Когда пальцы юноши уставали, покровитель отпускал его отдохнуть, а сам отправлялся на Агору – разузнать новости, обсудить новые законы и купить какой-то подарок для воспитанника. Кроме того, он приглашал на будущий симпозиум ближайших друзей, обещая удивить их красотой своего юного возлюбленного, а по возвращении домой снова вызывал к себе Кассандра и не отпускал до самой ночи.
Рес рассказывал о том, как нужно себя вести, чтобы добиться положения в обществе, обзавестись влиятельными друзьями и даже войти в Совет, членом которого Рес был несколько лет назад и гордился этим, полагая, что полностью состоялся как гражданин.
И точно так же гордился он и своим сыном Лаэртом, хвастал его успехами у философов и обещал отправить в Академию и самого Кассандра, если тот проявит надлежащее рвение к наукам. В ответ на все эти посулы юноша только молча улыбался, почему-то опасаясь заглядывать так далеко в будущее – оно неведомо смертным, и только боги знают, что случится завтра. Боги, да еще те, кто удостоен их особой милости и может видеть сквозь время, как Дельфийский оракул.
Однако, таких людей среди жителей Ойкумены единицы, остальные же не видят дня завтрашнего. Благо это или проклятие Кассандр не знал, хоть был уверен в одном – ему бы не хотелось точно знать, в какой из дней Клото перережет его нить. Это было бы знание из тех, без которых жить просто, а вот с ним – наоборот.
И точно так же Кассандр знал, что чувствовал бы себя куда лучше и спокойнее, если бы Рес не входил в купальню всякий раз, когда он мылся, а потом Идей вытирал и умащивал тело юноши маслом. Все эти приятные и полезные для здоровья процедуры теряли львиную долю своей приятности, как только в купальню входил наставник, усаживался в одно из кресел и неотрывно следил за своим воспитанником, откровенно любуясь им. А однажды Рес вдруг остановил Идея, потянувшегося за маслом, и сказал:
– Сегодня я сделаю это сам.
Мальчишка молча поклонился, подал хозяину арибалл и быстро и бесшумно скрылся за дверью.
– Идей – славный малыш, – улыбнулся Рес, глядя на сидящего на ложе воспитанника, – однако его рукам пока что не достает сноровки и силы. Я видел, как он растирает тебя, мой Ганимед, и хочу показать, как это нужно делать. Ты сам почувствуешь разницу, – Рес указал рукой на ложе, и юноше не оставалось ничего, как вытянуться на нем лицом вниз.

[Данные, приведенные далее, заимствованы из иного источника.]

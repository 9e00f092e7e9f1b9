//! Common test utilities for unwanted-core
//!
//! Provides builders for policies, fragments, and installed extension
//! snapshots.

#![allow(dead_code)]

use unwanted_core::{FragmentConfig, InstalledExtension, Policy, RawFragment};

/// Builder for merged policies
#[derive(Default)]
pub struct PolicyBuilder {
    recommendations: Vec<String>,
    unwanted: Vec<String>,
}

impl PolicyBuilder {
    pub fn new() -> Self {
        Self::default()
    }

    pub fn recommend(mut self, id: &str) -> Self {
        self.recommendations.push(id.to_string());
        self
    }

    pub fn unwanted(mut self, entry: &str) -> Self {
        self.unwanted.push(entry.to_string());
        self
    }

    pub fn build(self) -> Policy {
        Policy {
            recommendations: self.recommendations,
            unwanted_recommendations: self.unwanted,
        }
    }
}

/// Snapshot of installed extensions from `(id, version)` pairs
pub fn installed(pairs: &[(&str, &str)]) -> Vec<InstalledExtension> {
    pairs
        .iter()
        .map(|(id, version)| InstalledExtension::new(*id, *version))
        .collect()
}

/// Fragment defining only unwanted entries
pub fn unwanted_fragment(source: &str, entries: &[&str]) -> RawFragment {
    RawFragment::new(
        source,
        FragmentConfig {
            recommendations: None,
            unwanted_recommendations: Some(entries.iter().map(|s| s.to_string()).collect()),
        },
    )
}

/// Fragment defining both lists
pub fn fragment(source: &str, recommendations: &[String], unwanted: &[String]) -> RawFragment {
    RawFragment::new(
        source,
        FragmentConfig {
            recommendations: Some(recommendations.to_vec()),
            unwanted_recommendations: Some(unwanted.to_vec()),
        },
    )
}
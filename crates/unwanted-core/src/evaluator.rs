//! Unwanted extension evaluation
//!
//! Given a merged [`Policy`] and a snapshot of installed extensions, decide
//! which installed extensions violate the policy. Evaluation is pure apart
//! from tracing events; presentation belongs to the caller.

use crate::entry::parse_entry;
use crate::error::{Error, Result};
use crate::matcher::{match_version, MatchOutcome};
use crate::types::{extension_key, EvaluationHit, InstalledExtension, Policy, PolicyEntry, VersionMatchKind};
use serde::Serialize;
use std::collections::HashSet;
use std::sync::Arc;
use tracing::{debug, warn};

/// Problems found in the policy itself while evaluating it.
///
/// None of these abort a run; the affected entry simply produces no hit.
#[derive(Debug, Clone, PartialEq, Eq, Serialize)]
#[serde(tag = "kind", rename_all = "kebab-case")]
pub enum Diagnostic {
    /// The entry has nothing before `@`
    EmptyExtensionId { entry: String },

    /// The entry's range is not valid semver range syntax
    MalformedVersionRange { entry: String, reason: String },

    /// The installed version of a targeted extension is not a semantic version
    InvalidInstalledVersion {
        extension_id: String,
        version: String,
        reason: String,
    },
}

impl std::fmt::Display for Diagnostic {
    fn fmt(&self, f: &mut std::fmt::Formatter<'_>) -> std::fmt::Result {
        match self {
            Self::EmptyExtensionId { entry } => {
                write!(f, "Entry \"{}\" has no extension id", entry)
            }
            Self::MalformedVersionRange { entry, reason } => {
                write!(f, "Entry \"{}\" has a malformed version range: {}", entry, reason)
            }
            Self::InvalidInstalledVersion {
                extension_id,
                version,
                reason,
            } => write!(
                f,
                "Installed version \"{}\" of {} cannot be compared: {}",
                version, extension_id, reason
            ),
        }
    }
}

/// Result of evaluating a policy against installed extensions
#[derive(Debug, Clone, Default, PartialEq, Eq, Serialize)]
pub struct Evaluation {
    /// Installed and unwanted extensions, in policy order, one per extension
    pub hits: Vec<EvaluationHit>,

    /// Policy problems encountered along the way
    pub diagnostics: Vec<Diagnostic>,
}

impl Evaluation {
    pub fn is_clean(&self) -> bool {
        self.hits.is_empty()
    }

    /// Ids of every hit, as installed
    pub fn hit_ids(&self) -> Vec<String> {
        self.hits.iter().map(|h| h.installed.id.clone()).collect()
    }
}

/// Outcome for a single unwanted entry
#[derive(Debug, Clone, Default)]
struct EntryOutcome {
    hit: Option<EvaluationHit>,
    diagnostic: Option<Diagnostic>,
}

/// Evaluate every unwanted entry in policy order.
pub fn evaluate(policy: &Policy, installed: &[InstalledExtension]) -> Evaluation {
    let outcomes = policy
        .unwanted_recommendations
        .iter()
        .map(|raw| evaluate_entry(raw, installed));

    collect(outcomes)
}

/// Evaluate entries as independent tasks and join them in policy order.
///
/// Produces the same [`Evaluation`] as [`evaluate`] regardless of the order
/// in which tasks complete.
pub async fn evaluate_concurrent(
    policy: Arc<Policy>,
    installed: Arc<[InstalledExtension]>,
) -> Result<Evaluation> {
    let handles: Vec<_> = (0..policy.unwanted_recommendations.len())
        .map(|idx| {
            let policy = Arc::clone(&policy);
            let installed = Arc::clone(&installed);
            tokio::spawn(async move {
                evaluate_entry(&policy.unwanted_recommendations[idx], &installed)
            })
        })
        .collect();

    let mut outcomes = Vec::with_capacity(handles.len());
    for handle in handles {
        let outcome = handle.await.map_err(|e| Error::EvaluationTask {
            message: e.to_string(),
        })?;
        outcomes.push(outcome);
    }

    Ok(collect(outcomes))
}

/// Keep the first hit per extension id, preserving order
fn collect(outcomes: impl IntoIterator<Item = EntryOutcome>) -> Evaluation {
    let mut evaluation = Evaluation::default();
    let mut seen = HashSet::new();

    for outcome in outcomes {
        if let Some(diagnostic) = outcome.diagnostic {
            evaluation.diagnostics.push(diagnostic);
        }
        if let Some(hit) = outcome.hit {
            if seen.insert(extension_key(&hit.installed.id)) {
                evaluation.hits.push(hit);
            } else {
                debug!(
                    "{} already flagged by an earlier entry, ignoring {}",
                    hit.installed.id, hit.entry
                );
            }
        }
    }

    evaluation
}

fn evaluate_entry(raw: &str, installed: &[InstalledExtension]) -> EntryOutcome {
    let entry = parse_entry(raw);
    debug!("Checking {}", entry);

    if entry.extension_id.is_empty() {
        warn!("Ignoring unwanted entry without extension id: \"{}\"", raw);
        return EntryOutcome {
            hit: None,
            diagnostic: Some(Diagnostic::EmptyExtensionId {
                entry: raw.to_string(),
            }),
        };
    }

    let Some(extension) = find_installed(&entry, installed) else {
        debug!("{} is not installed", entry.extension_id);
        return EntryOutcome::default();
    };
    debug!("{} is enabled", entry.extension_id);

    let Some(range) = entry.version_range.as_deref() else {
        return EntryOutcome {
            hit: Some(hit(&entry, extension, VersionMatchKind::NoRangeSpecified)),
            diagnostic: None,
        };
    };

    match match_version(&extension.version, range) {
        MatchOutcome::Matched => {
            debug!(
                "Version \"{}\" matches \"{}\"",
                extension.version, range
            );
            EntryOutcome {
                hit: Some(hit(&entry, extension, VersionMatchKind::RangeMatched)),
                diagnostic: None,
            }
        }
        MatchOutcome::NotMatched => {
            debug!(
                "Version \"{}\" does NOT match \"{}\"",
                extension.version, range
            );
            EntryOutcome::default()
        }
        MatchOutcome::InvalidRange(reason) => {
            warn!("Malformed version range in \"{}\": {}", raw, reason);
            EntryOutcome {
                hit: None,
                diagnostic: Some(Diagnostic::MalformedVersionRange {
                    entry: raw.to_string(),
                    reason,
                }),
            }
        }
        MatchOutcome::InvalidVersion(reason) => {
            warn!(
                "Cannot compare installed version \"{}\" of {}: {}",
                extension.version, extension.id, reason
            );
            EntryOutcome {
                hit: None,
                diagnostic: Some(Diagnostic::InvalidInstalledVersion {
                    extension_id: extension.id.clone(),
                    version: extension.version.clone(),
                    reason,
                }),
            }
        }
    }
}

fn find_installed<'a>(
    entry: &PolicyEntry,
    installed: &'a [InstalledExtension],
) -> Option<&'a InstalledExtension> {
    installed.iter().find(|ext| entry.targets(&ext.id))
}

fn hit(entry: &PolicyEntry, installed: &InstalledExtension, kind: VersionMatchKind) -> EvaluationHit {
    EvaluationHit {
        extension_id: entry.extension_id.clone(),
        installed: installed.clone(),
        entry: entry.clone(),
        match_kind: kind,
    }
}
//! Version command

use crate::cli::VersionArgs;
use crate::output;
use crate::version::VersionInfo;
use anyhow::Result;

pub fn run(args: VersionArgs) -> Result<()> {
    let info = VersionInfo::current();

    if args.json {
        println!("{}", serde_json::to_string_pretty(&info)?);
    } else {
        println!("{}", info.display());

        if let Some(commit) = &info.commit {
            output::kv("Commit", commit);
        }
        if let Some(target) = &info.target {
            output::kv("Target", target);
        }
    }

    Ok(())
}

#[cfg(test)]
mod tests {
    use super::*;

    #[test]
    fn test_version_info_current_is_valid_semver() {
        let info = VersionInfo::current();
        let parsed = semver::Version::parse(&info.version);
        assert!(
            parsed.is_ok(),
            "version should be valid semver, got: {}",
            info.version
        );
    }

    #[test]
    fn test_version_info_display_starts_with_binary_name() {
        let info = VersionInfo::current();
        assert!(info.display().starts_with("unwanted "));
        assert!(info.display().contains(&info.version));
        assert_eq!(format!("{}", info), info.display());
    }

    #[test]
    fn test_target_is_forwarded_by_build_script() {
        let info = VersionInfo::current();
        let target = info.target.as_deref().expect("build script sets TARGET");
        assert!(!target.is_empty());
        assert!(info.display().ends_with(target));
    }

    #[test]
    fn test_version_info_json_serialization() {
        let info = VersionInfo::current();
        let json = serde_json::to_string(&info).expect("should serialize to JSON");
        assert!(json.contains(&info.version));
    }
}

Обещанную разницу Кассандр ощутил очень скоро. Ладони раба просто втирали масло в кожу, руки наставника – ласкали. Скользили, гладили, легко касались и тут же – надавливали сильнее, это было что угодно, но не просто дань обычаю. Особенно четкой стала эта разница, когда руки Реса опустились со спины ученика на поясницу, а потом и ниже.
– Мне нравится твоя кожа, Кассандр, – негромко начал Рес, поглаживая невольно напрягшегося воспитанника гораздо ниже спины, – она гладкая, как лучший шелк. И твое тело… оно достаточно сильное и при этом – очень гибкое. Ты не похож на Эвмела, помню, он был изрядным крепышом.

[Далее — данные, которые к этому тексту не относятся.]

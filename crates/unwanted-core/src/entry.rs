//! Policy entry parsing
//!
//! An unwanted entry is written as `publisher.name` or `publisher.name@range`.
//! Nothing is validated here; a bad range only surfaces when it is matched.

use crate::types::PolicyEntry;

/// Split a raw policy string into extension id and optional version range.
///
/// Splits on the first `@`. An empty right-hand side is treated as "no range".
pub fn parse_entry(raw: &str) -> PolicyEntry {
    let raw = raw.trim();

    match raw.split_once('@') {
        Some((id, range)) => PolicyEntry {
            extension_id: id.to_string(),
            version_range: if range.is_empty() {
                None
            } else {
                Some(range.to_string())
            },
        },
        None => PolicyEntry {
            extension_id: raw.to_string(),
            version_range: None,
        },
    }
}
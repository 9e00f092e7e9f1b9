//! Discovery for unwanted
//!
//! This crate handles:
//! - Finding policy files (`.vscode/extensions*.json`, workspace documents)
//! - Reading them concurrently into fragments
//! - Snapshotting the installed extension set

pub mod fragments;
pub mod installed;

pub use fragments::FragmentDiscovery;
pub use installed::{ExtensionsDirSource, InstalledSource, SnapshotSource};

– Говорят, я похож на мать, – как можно ровнее ответил юноша, надеясь при помощи разговора отвлечься от неоднозначного ответа своего тела на эти касания. Мысль о том, что скоро ему придется повернуться лицом к Ресу, пугала и смущала одновременно, и какое чувство было сильнее – юноша не знал. – Но я совсем не помню её, учитель.

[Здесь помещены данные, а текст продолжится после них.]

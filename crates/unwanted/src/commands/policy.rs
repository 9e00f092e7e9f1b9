//! Policy command

use anyhow::Result;
use serde::Serialize;
use tabled::{settings::Style, Table, Tabled};
use unwanted_core::{parse_entry, Policy, Settings, VersionRange};

use super::common;
use crate::cli::PolicyArgs;
use crate::output;

/// How one unwanted entry reads after parsing
#[derive(Debug, Serialize)]
#[serde(rename_all = "camelCase")]
struct EntryView {
    entry: String,
    extension_id: String,
    #[serde(skip_serializing_if = "Option::is_none")]
    version_range: Option<String>,
    status: String,
}

#[derive(Tabled)]
struct EntryRow {
    #[tabled(rename = "Extension")]
    extension_id: String,
    #[tabled(rename = "Version range")]
    version_range: String,
    #[tabled(rename = "Status")]
    status: String,
}

#[derive(Serialize)]
#[serde(rename_all = "camelCase")]
struct PolicyView<'a> {
    recommendations: &'a [String],
    unwanted_recommendations: Vec<EntryView>,
}

pub async fn run(args: PolicyArgs, settings: &Settings) -> Result<()> {
    let Some(policy) = common::load_policy(&args.workspace, settings).await? else {
        return Ok(());
    };

    let entries = entry_views(&policy);

    if args.json {
        let view = PolicyView {
            recommendations: &policy.recommendations,
            unwanted_recommendations: entries,
        };
        println!("{}", serde_json::to_string_pretty(&view)?);
        return Ok(());
    }

    output::header("Recommendations");
    if policy.recommendations.is_empty() {
        println!("  (none)");
    }
    for id in &policy.recommendations {
        println!("  {}", id);
    }

    output::header("Unwanted recommendations");
    if entries.is_empty() {
        output::info("No unwanted recommendations found.");
        return Ok(());
    }

    let rows: Vec<EntryRow> = entries
        .into_iter()
        .map(|view| EntryRow {
            extension_id: view.extension_id,
            version_range: view.version_range.unwrap_or_else(|| "-".to_string()),
            status: view.status,
        })
        .collect();
    let mut table = Table::new(rows);
    table.with(Style::sharp());
    println!("{}", table);

    Ok(())
}

fn entry_views(policy: &Policy) -> Vec<EntryView> {
    policy
        .unwanted_recommendations
        .iter()
        .map(|raw| {
            let entry = parse_entry(raw);
            let status = if entry.extension_id.is_empty() {
                "missing extension id".to_string()
            } else {
                match &entry.version_range {
                    None => "any version".to_string(),
                    Some(range) => match VersionRange::parse(range) {
                        Ok(_) => "ok".to_string(),
                        Err(e) => format!("malformed range: {}", e),
                    },
                }
            };
            EntryView {
                entry: raw.clone(),
                extension_id: entry.extension_id,
                version_range: entry.version_range,
                status,
            }
        })
        .collect()
}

– Немудрено, – так же негромко и мягко продолжил наставник, – ты был совсем мал, когда Танат забрал её. Однако она отдала тебе самое лучшее – свою красоту. Помню, я даже позавидовал Эвмелу, когда он представил мне твою мать. Жаль, что боги так быстро отняли её жизнь, – вздохнул сожалеюще Рес и добавил безо всякого перехода, – а теперь перевернись.
Конец ознакомительного фрагмента.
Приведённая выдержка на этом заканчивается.